#### Directions
In the records below, find each line holding the word "order" and copy it.

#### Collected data
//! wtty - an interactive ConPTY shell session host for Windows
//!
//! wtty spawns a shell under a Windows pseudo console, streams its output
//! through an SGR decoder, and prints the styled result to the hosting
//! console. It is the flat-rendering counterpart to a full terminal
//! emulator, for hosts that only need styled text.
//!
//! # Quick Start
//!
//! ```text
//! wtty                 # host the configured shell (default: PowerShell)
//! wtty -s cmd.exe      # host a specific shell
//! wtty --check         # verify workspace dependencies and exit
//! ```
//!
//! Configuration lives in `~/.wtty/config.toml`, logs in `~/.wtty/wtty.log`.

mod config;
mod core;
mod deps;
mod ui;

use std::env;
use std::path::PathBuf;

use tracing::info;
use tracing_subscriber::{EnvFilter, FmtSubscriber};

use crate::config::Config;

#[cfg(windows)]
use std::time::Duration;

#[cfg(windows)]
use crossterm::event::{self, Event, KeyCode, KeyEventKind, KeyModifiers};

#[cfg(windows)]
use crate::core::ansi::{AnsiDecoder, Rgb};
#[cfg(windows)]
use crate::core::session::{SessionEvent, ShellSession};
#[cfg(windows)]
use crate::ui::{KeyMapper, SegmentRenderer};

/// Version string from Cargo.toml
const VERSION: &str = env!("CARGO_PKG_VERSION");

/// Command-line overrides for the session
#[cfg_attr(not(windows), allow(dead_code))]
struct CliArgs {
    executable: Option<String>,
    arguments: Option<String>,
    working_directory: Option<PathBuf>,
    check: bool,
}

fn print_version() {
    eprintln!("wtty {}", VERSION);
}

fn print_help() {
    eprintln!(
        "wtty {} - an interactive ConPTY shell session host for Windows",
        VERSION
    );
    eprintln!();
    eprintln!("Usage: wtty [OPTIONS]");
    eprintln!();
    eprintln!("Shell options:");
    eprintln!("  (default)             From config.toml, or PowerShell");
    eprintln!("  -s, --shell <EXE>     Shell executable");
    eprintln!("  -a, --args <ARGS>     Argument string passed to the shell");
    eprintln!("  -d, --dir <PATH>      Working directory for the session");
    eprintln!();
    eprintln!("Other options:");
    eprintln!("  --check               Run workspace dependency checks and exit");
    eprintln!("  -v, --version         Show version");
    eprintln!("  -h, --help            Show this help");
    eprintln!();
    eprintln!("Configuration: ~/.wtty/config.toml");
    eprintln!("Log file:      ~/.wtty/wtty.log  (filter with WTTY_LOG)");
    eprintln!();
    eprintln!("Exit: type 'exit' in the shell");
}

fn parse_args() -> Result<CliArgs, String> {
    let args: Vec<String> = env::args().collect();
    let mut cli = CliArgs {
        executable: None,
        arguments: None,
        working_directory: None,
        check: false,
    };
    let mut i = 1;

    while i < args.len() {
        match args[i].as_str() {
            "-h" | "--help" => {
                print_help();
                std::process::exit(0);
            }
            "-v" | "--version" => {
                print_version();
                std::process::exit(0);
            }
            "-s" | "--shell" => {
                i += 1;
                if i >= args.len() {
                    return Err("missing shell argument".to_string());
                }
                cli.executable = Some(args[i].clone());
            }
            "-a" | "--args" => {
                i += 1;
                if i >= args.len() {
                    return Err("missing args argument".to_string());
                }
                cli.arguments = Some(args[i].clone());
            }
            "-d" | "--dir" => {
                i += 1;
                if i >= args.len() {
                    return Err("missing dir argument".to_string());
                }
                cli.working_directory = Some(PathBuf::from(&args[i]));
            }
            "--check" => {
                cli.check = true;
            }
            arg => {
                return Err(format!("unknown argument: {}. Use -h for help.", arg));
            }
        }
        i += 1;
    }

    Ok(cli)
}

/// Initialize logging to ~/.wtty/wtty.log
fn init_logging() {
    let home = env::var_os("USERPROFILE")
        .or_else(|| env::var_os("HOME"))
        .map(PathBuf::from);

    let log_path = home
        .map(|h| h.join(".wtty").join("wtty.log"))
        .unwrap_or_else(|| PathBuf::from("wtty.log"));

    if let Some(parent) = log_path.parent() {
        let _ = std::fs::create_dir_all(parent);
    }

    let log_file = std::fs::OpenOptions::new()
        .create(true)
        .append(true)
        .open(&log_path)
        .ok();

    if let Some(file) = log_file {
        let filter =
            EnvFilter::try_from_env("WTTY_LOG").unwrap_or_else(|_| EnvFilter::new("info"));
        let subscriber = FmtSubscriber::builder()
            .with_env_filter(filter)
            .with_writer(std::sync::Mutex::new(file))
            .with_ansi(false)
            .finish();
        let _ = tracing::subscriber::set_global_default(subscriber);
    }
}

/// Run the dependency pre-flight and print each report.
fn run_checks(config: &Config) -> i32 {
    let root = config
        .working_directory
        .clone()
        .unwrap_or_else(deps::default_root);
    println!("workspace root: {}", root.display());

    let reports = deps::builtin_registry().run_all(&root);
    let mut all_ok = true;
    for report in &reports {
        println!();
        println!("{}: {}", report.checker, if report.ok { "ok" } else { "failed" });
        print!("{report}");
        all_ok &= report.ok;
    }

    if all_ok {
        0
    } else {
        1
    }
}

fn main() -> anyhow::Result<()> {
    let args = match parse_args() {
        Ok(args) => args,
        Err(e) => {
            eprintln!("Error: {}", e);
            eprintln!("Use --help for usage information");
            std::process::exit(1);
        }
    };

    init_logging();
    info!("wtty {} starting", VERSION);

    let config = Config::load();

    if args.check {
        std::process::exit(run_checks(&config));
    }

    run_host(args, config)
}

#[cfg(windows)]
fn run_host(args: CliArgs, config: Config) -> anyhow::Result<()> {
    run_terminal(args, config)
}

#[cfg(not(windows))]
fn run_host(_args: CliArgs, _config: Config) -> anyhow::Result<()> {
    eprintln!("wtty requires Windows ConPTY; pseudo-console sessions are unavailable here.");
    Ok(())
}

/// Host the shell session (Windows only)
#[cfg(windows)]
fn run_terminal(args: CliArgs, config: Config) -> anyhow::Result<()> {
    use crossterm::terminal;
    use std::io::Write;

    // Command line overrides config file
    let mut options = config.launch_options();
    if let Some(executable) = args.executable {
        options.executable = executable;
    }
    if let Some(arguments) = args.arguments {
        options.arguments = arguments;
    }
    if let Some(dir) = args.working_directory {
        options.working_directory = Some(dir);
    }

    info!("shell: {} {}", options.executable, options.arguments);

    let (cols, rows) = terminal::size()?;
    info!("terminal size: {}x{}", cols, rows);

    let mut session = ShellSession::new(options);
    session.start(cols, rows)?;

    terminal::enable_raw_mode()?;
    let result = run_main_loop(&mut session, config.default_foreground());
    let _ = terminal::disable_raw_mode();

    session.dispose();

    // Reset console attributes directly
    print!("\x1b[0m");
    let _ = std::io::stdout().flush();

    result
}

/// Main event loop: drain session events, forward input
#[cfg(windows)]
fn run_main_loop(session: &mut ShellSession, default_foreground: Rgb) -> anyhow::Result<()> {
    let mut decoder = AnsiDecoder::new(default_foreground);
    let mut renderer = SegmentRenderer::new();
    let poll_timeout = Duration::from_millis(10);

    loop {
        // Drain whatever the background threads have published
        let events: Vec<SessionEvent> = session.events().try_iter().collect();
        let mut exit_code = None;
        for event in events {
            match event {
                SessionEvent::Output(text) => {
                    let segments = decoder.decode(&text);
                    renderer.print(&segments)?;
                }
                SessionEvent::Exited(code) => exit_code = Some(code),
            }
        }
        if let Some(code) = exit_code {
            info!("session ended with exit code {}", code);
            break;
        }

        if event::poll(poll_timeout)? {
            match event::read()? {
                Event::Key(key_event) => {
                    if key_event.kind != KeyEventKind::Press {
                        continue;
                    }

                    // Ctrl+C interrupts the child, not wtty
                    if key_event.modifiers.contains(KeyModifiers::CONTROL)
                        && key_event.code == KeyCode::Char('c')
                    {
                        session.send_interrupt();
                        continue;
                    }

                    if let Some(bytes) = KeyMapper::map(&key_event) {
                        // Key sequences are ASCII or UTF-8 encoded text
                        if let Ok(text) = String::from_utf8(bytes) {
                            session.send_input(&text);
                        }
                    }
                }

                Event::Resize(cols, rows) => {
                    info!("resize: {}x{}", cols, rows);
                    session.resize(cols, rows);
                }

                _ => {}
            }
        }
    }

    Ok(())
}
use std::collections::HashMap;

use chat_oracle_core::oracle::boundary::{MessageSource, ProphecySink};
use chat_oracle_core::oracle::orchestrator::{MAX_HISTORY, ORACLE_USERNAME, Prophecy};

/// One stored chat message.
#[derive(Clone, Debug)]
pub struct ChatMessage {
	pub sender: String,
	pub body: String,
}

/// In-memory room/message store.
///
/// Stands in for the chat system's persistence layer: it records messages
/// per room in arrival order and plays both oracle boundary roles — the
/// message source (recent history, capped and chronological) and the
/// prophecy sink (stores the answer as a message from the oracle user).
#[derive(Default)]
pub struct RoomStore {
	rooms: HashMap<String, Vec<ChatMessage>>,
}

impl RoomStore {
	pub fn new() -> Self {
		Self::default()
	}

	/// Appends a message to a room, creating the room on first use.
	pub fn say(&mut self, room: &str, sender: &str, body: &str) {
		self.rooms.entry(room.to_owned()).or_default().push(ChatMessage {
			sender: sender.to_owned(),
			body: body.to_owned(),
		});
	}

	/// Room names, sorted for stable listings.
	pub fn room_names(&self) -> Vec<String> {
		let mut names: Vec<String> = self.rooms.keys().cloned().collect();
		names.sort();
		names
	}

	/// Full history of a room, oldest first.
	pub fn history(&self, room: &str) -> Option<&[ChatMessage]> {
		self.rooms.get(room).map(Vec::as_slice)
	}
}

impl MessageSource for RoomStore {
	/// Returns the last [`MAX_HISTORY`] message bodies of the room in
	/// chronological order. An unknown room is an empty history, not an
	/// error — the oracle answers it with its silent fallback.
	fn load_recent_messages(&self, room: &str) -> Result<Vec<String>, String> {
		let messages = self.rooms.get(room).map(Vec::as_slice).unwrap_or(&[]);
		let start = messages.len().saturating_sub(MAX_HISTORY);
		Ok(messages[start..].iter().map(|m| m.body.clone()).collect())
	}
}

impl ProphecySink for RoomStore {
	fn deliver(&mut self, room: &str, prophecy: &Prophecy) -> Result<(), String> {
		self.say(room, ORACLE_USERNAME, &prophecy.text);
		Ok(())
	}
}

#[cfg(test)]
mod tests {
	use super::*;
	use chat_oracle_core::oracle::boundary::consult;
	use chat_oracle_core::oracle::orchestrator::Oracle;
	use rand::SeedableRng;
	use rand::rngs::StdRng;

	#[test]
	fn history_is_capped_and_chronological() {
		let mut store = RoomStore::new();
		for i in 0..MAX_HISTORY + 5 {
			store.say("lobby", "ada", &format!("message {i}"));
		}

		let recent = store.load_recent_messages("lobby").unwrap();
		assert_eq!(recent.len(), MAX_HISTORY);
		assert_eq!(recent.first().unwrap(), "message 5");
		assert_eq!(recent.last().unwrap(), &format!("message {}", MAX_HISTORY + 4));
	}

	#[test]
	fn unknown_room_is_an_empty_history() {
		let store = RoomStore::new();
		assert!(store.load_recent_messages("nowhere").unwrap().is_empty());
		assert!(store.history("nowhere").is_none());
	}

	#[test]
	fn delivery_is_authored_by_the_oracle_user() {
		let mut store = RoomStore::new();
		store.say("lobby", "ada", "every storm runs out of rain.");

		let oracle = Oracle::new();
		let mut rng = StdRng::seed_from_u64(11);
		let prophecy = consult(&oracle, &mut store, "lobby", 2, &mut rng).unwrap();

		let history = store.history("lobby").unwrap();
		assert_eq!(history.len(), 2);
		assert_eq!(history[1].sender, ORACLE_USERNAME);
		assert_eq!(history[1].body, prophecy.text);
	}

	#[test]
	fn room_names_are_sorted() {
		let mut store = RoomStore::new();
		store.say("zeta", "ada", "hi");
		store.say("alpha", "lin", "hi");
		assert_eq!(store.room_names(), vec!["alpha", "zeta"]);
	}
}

#### Expected answer
/// per room in arrival order and plays both oracle boundary roles — the
	/// chronological order. An unknown room is an empty history, not an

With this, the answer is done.